__SUPPLIED ENTRIES__.
___
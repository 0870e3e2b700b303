use crate::{
    auth::{jwt::generate_access_token, password::verify_password},
    config::Config,
    error::AbsenceError,
    models::{LoginReqDto, LoginResponse, UserSql},
};
use actix_web::{HttpResponse, web};
use sqlx::MySqlPool;
use tracing::{debug, info, instrument};

/// Exchange username and password for a bearer access token
#[utoipa::path(
    post,
    path = "/auth/login",
    request_body = LoginReqDto,
    responses(
        (status = 200, description = "Login successful", body = LoginResponse),
        (status = 400, description = "Username or password missing"),
        (status = 401, description = "Invalid credentials"),
        (status = 429, description = "Too many login attempts")
    ),
    tag = "Auth"
)]
#[instrument(
    name = "auth_login",
    skip(pool, config, user),
    fields(username = %user.username)
)]
pub async fn login(
    user: web::Json<LoginReqDto>,
    pool: web::Data<MySqlPool>,
    config: web::Data<Config>,
) -> Result<HttpResponse, AbsenceError> {
    info!("Login request received");

    // 1️⃣ Basic validation
    if user.username.trim().is_empty() || user.password.is_empty() {
        info!("Validation failed: empty username or password");
        return Err(AbsenceError::bad_request("Username or password required"));
    }

    // 2️⃣ Fetch user
    let db_user = sqlx::query_as::<_, UserSql>(
        r#"
        SELECT id, username, password, role_id
        FROM users
        WHERE username = ?
        "#,
    )
    .bind(user.username.trim())
    .fetch_optional(pool.get_ref())
    .await?
    .ok_or_else(|| {
        info!("Invalid credentials: user not found");
        invalid_credentials()
    })?;
    debug!(user_id = db_user.id, "User found");

    // 3️⃣ Verify password
    if let Err(e) = verify_password(&user.password, &db_user.password) {
        info!(error = %e, "Invalid credentials: password mismatch");
        return Err(invalid_credentials());
    }

    // 4️⃣ Generate access token
    let access_token = generate_access_token(
        db_user.id,
        db_user.username,
        db_user.role_id,
        &config.jwt_secret,
        config.access_token_ttl,
    )?;

    info!("Login successful");

    Ok(HttpResponse::Ok().json(LoginResponse {
        access_token,
        token_type: "Bearer".to_string(),
        expires_in: config.access_token_ttl,
    }))
}

fn invalid_credentials() -> AbsenceError {
    AbsenceError::Unauthorized("Invalid credentials".to_string())
}
use crate::models::Claims;
use chrono::Utc;
use jsonwebtoken::{DecodingKey, EncodingKey, Header, Validation, decode, encode, errors::Error};
use uuid::Uuid;

fn now() -> usize {
    Utc::now().timestamp().max(0) as usize
}

pub fn generate_access_token(
    user_id: u64,
    username: String,
    role: u8,
    secret: &str,
    ttl: usize,
) -> Result<String, Error> {
    let claims = Claims {
        user_id,
        sub: username,
        role,
        exp: now() + ttl,
        jti: Uuid::new_v4().to_string(),
    };

    encode(
        &Header::default(),
        &claims,
        &EncodingKey::from_secret(secret.as_bytes()),
    )
}

pub fn verify_token(token: &str, secret: &str) -> Result<Claims, String> {
    decode::<Claims>(
        token,
        &DecodingKey::from_secret(secret.as_bytes()),
        &Validation::default(),
    )
    .map(|data| data.claims)
    .map_err(|e| e.to_string())
}
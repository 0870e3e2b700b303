pub mod absence;
pub mod role;
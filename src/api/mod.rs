pub mod absence;
#[derive(Debug, Copy, Clone, Eq, PartialEq)]
pub enum Role {
    Admin = 1,
    Hr = 2,
    Employee = 3,
    System = 4,
    ApiUser = 5,
}

impl Role {
    pub fn from_id(id: u8) -> Option<Self> {
        match id {
            1 => Some(Role::Admin),
            2 => Some(Role::Hr),
            3 => Some(Role::Employee),
            4 => Some(Role::System),
            5 => Some(Role::ApiUser),
            _ => None,
        }
    }

    #[cfg(test)]
    pub fn id(self) -> u8 {
        self as u8
    }

    /// Roles allowed to manage absences of other users.
    pub fn manages_absences(self) -> bool {
        matches!(self, Role::Admin | Role::Hr)
    }
}
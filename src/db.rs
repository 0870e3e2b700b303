use sqlx::MySqlPool;
use sqlx::mysql::MySqlPoolOptions;

use crate::config::Config;

pub async fn init_db(config: &Config) -> anyhow::Result<MySqlPool> {
    let pool = MySqlPoolOptions::new()
        .max_connections(config.db_max_connections)
        .connect(&config.database_url)
        .await?;

    if config.run_migrations {
        sqlx::migrate!("./migrations").run(&pool).await?;
        tracing::info!("Database migrations applied");
    }

    Ok(pool)
}
pub mod db_utils;
pub mod upload_store;
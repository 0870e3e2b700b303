use serde::{Deserialize, Serialize};
use sqlx::FromRow;
use utoipa::ToSchema;

#[derive(Deserialize, ToSchema)]
pub struct LoginReqDto {
    #[schema(example = "jdoe")]
    pub username: String,
    #[schema(example = "s3cret!")]
    pub password: String,
}

#[derive(Serialize, ToSchema)]
#[serde(rename_all = "camelCase")]
pub struct LoginResponse {
    pub access_token: String,
    #[schema(example = "Bearer")]
    pub token_type: String,
    /// Token lifetime in seconds
    #[schema(example = 900)]
    pub expires_in: usize,
}

#[derive(FromRow)]
pub struct UserSql {
    pub id: u64, // 👈 matches BIGINT UNSIGNED
    pub username: String,
    pub password: String,
    pub role_id: u8,
}

#[derive(Debug, Serialize, Deserialize)]
pub struct Claims {
    pub user_id: u64,
    pub sub: String,
    pub role: u8, // role id
    pub exp: usize,
    pub jti: String,
}
use crate::{error::AbsenceError, model::role::Role};
use actix_web::{FromRequest, HttpMessage, HttpRequest, dev::Payload};
use futures::future::{Ready, ready};

/// Authenticated caller, placed in request extensions by the auth middleware.
#[derive(Debug, Clone)]
pub struct AuthUser {
    pub user_id: u64,
    pub username: String,
    pub role: Role,
}

impl FromRequest for AuthUser {
    type Error = AbsenceError;
    type Future = Ready<Result<Self, Self::Error>>;

    fn from_request(req: &HttpRequest, _: &mut Payload) -> Self::Future {
        ready(
            req.extensions()
                .get::<AuthUser>()
                .cloned()
                .ok_or_else(|| AbsenceError::Unauthorized("Missing token".to_string())),
        )
    }
}

impl AuthUser {
    pub fn require_hr_or_admin(&self) -> Result<(), AbsenceError> {
        if self.role.manages_absences() {
            Ok(())
        } else {
            Err(AbsenceError::Forbidden("HR/Admin only".to_string()))
        }
    }

    /// Allows HR/Admin for anyone, everybody else only for their own records.
    pub fn require_self_or_hr(&self, user_id: u64) -> Result<(), AbsenceError> {
        if self.user_id == user_id || self.role.manages_absences() {
            Ok(())
        } else {
            Err(AbsenceError::Forbidden(
                "Not allowed to access absences of another user".to_string(),
            ))
        }
    }
}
___
The complete listing is to be repeated exactly.

__SOLUTION TO THIS TASK__.
repository 0870e3e2b700b303
use crate::{
    auth::{jwt::generate_access_token, password::verify_password},
    config::Config,
    error::AbsenceError,
    models::{LoginReqDto, LoginResponse, UserSql},
};
use actix_web::{HttpResponse, web};
use sqlx::MySqlPool;
use tracing::{debug, info, instrument};

/// Exchange username and password for a bearer access token
#[utoipa::path(
    post,
    path = "/auth/login",
    request_body = LoginReqDto,
    responses(
        (status = 200, description = "Login successful", body = LoginResponse),
        (status = 400, description = "Username or password missing"),
        (status = 401, description = "Invalid credentials"),
        (status = 429, description = "Too many login attempts")
    ),
    tag = "Auth"
)]
#[instrument(
    name = "auth_login",
    skip(pool, config, user),
    fields(username = %user.username)
)]
pub async fn login(
    user: web::Json<LoginReqDto>,
    pool: web::Data<MySqlPool>,
    config: web::Data<Config>,
) -> Result<HttpResponse, AbsenceError> {
    info!("Login request received");

    // 1️⃣ Basic validation
    if user.username.trim().is_empty() || user.password.is_empty() {
        info!("Validation failed: empty username or password");
        return Err(AbsenceError::bad_request("Username or password required"));
    }

    // 2️⃣ Fetch user
    let db_user = sqlx::query_as::<_, UserSql>(
        r#"
        SELECT id, username, password, role_id
        FROM users
        WHERE username = ?
        "#,
    )
    .bind(user.username.trim())
    .fetch_optional(pool.get_ref())
    .await?
    .ok_or_else(|| {
        info!("Invalid credentials: user not found");
        invalid_credentials()
    })?;
    debug!(user_id = db_user.id, "User found");

    // 3️⃣ Verify password
    if let Err(e) = verify_password(&user.password, &db_user.password) {
        info!(error = %e, "Invalid credentials: password mismatch");
        return Err(invalid_credentials());
    }

    // 4️⃣ Generate access token
    let access_token = generate_access_token(
        db_user.id,
        db_user.username,
        db_user.role_id,
        &config.jwt_secret,
        config.access_token_ttl,
    )?;

    info!("Login successful");

    Ok(HttpResponse::Ok().json(LoginResponse {
        access_token,
        token_type: "Bearer".to_string(),
        expires_in: config.access_token_ttl,
    }))
}

fn invalid_credentials() -> AbsenceError {
    AbsenceError::Unauthorized("Invalid credentials".to_string())
}
use crate::models::Claims;
use chrono::Utc;
use jsonwebtoken::{DecodingKey, EncodingKey, Header, Validation, decode, encode, errors::Error};
use uuid::Uuid;

fn now() -> usize {
    Utc::now().timestamp().max(0) as usize
}

pub fn generate_access_token(
    user_id: u64,
    username: String,
    role: u8,
    secret: &str,
    ttl: usize,
) -> Result<String, Error> {
    let claims = Claims {
        user_id,
        sub: username,
        role,
        exp: now() + ttl,
        jti: Uuid::new_v4().to_string(),
    };

    encode(
        &Header::default(),
        &claims,
        &EncodingKey::from_secret(secret.as_bytes()),
    )
}

pub fn verify_token(token: &str, secret: &str) -> Result<Claims, String> {
    decode::<Claims>(
        token,
        &DecodingKey::from_secret(secret.as_bytes()),
        &Validation::default(),
    )
    .map(|data| data.claims)
    .map_err(|e| e.to_string())
}
repository 0870e3e2b700b303
pub mod absence;
pub mod role;
filename src/api/mod.rs
pub mod absence;
#[derive(Debug, Copy, Clone, Eq, PartialEq)]
pub enum Role {
    Admin = 1,
    Hr = 2,
    Employee = 3,
    System = 4,
    ApiUser = 5,
}

impl Role {
    pub fn from_id(id: u8) -> Option<Self> {
        match id {
            1 => Some(Role::Admin),
            2 => Some(Role::Hr),
            3 => Some(Role::Employee),
            4 => Some(Role::System),
            5 => Some(Role::ApiUser),
            _ => None,
        }
    }

    #[cfg(test)]
    pub fn id(self) -> u8 {
        self as u8
    }

    /// Roles allowed to manage absences of other users.
    pub fn manages_absences(self) -> bool {
        matches!(self, Role::Admin | Role::Hr)
    }
}
filename src/db.rs
repository 0870e3e2b700b303
use sqlx::MySqlPool;
use sqlx::mysql::MySqlPoolOptions;

use crate::config::Config;

pub async fn init_db(config: &Config) -> anyhow::Result<MySqlPool> {
    let pool = MySqlPoolOptions::new()
        .max_connections(config.db_max_connections)
        .connect(&config.database_url)
        .await?;

    if config.run_migrations {
        sqlx::migrate!("./migrations").run(&pool).await?;
        tracing::info!("Database migrations applied");
    }

    Ok(pool)
}
pub mod db_utils;
pub mod upload_store;
repository 0870e3e2b700b303
use serde::{Deserialize, Serialize};
use sqlx::FromRow;
use utoipa::ToSchema;

#[derive(Deserialize, ToSchema)]
pub struct LoginReqDto {
    #[schema(example = "jdoe")]
    pub username: String,
    #[schema(example = "s3cret!")]
    pub password: String,
}

#[derive(Serialize, ToSchema)]
#[serde(rename_all = "camelCase")]
pub struct LoginResponse {
    pub access_token: String,
    #[schema(example = "Bearer")]
    pub token_type: String,
    /// Token lifetime in seconds
    #[schema(example = 900)]
    pub expires_in: usize,
}

#[derive(FromRow)]
pub struct UserSql {
    pub id: u64, // 👈 matches BIGINT UNSIGNED
    pub username: String,
    pub password: String,
    pub role_id: u8,
}

#[derive(Debug, Serialize, Deserialize)]
pub struct Claims {
    pub user_id: u64,
    pub sub: String,
    pub role: u8, // role id
    pub exp: usize,
    pub jti: String,
}
use crate::{error::AbsenceError, model::role::Role};
use actix_web::{FromRequest, HttpMessage, HttpRequest, dev::Payload};
use futures::future::{Ready, ready};

/// Authenticated caller, placed in request extensions by the auth middleware.
#[derive(Debug, Clone)]
pub struct AuthUser {
    pub user_id: u64,
    pub username: String,
    pub role: Role,
}

impl FromRequest for AuthUser {
    type Error = AbsenceError;
    type Future = Ready<Result<Self, Self::Error>>;

    fn from_request(req: &HttpRequest, _: &mut Payload) -> Self::Future {
        ready(
            req.extensions()
                .get::<AuthUser>()
                .cloned()
                .ok_or_else(|| AbsenceError::Unauthorized("Missing token".to_string())),
        )
    }
}

impl AuthUser {
    pub fn require_hr_or_admin(&self) -> Result<(), AbsenceError> {
        if self.role.manages_absences() {
            Ok(())
        } else {
            Err(AbsenceError::Forbidden("HR/Admin only".to_string()))
        }
    }

    /// Allows HR/Admin for anyone, everybody else only for their own records.
    pub fn require_self_or_hr(&self, user_id: u64) -> Result<(), AbsenceError> {
        if self.user_id == user_id || self.role.manages_absences() {
            Ok(())
        } else {
            Err(AbsenceError::Forbidden(
                "Not allowed to access absences of another user".to_string(),
            ))
        }
    }
}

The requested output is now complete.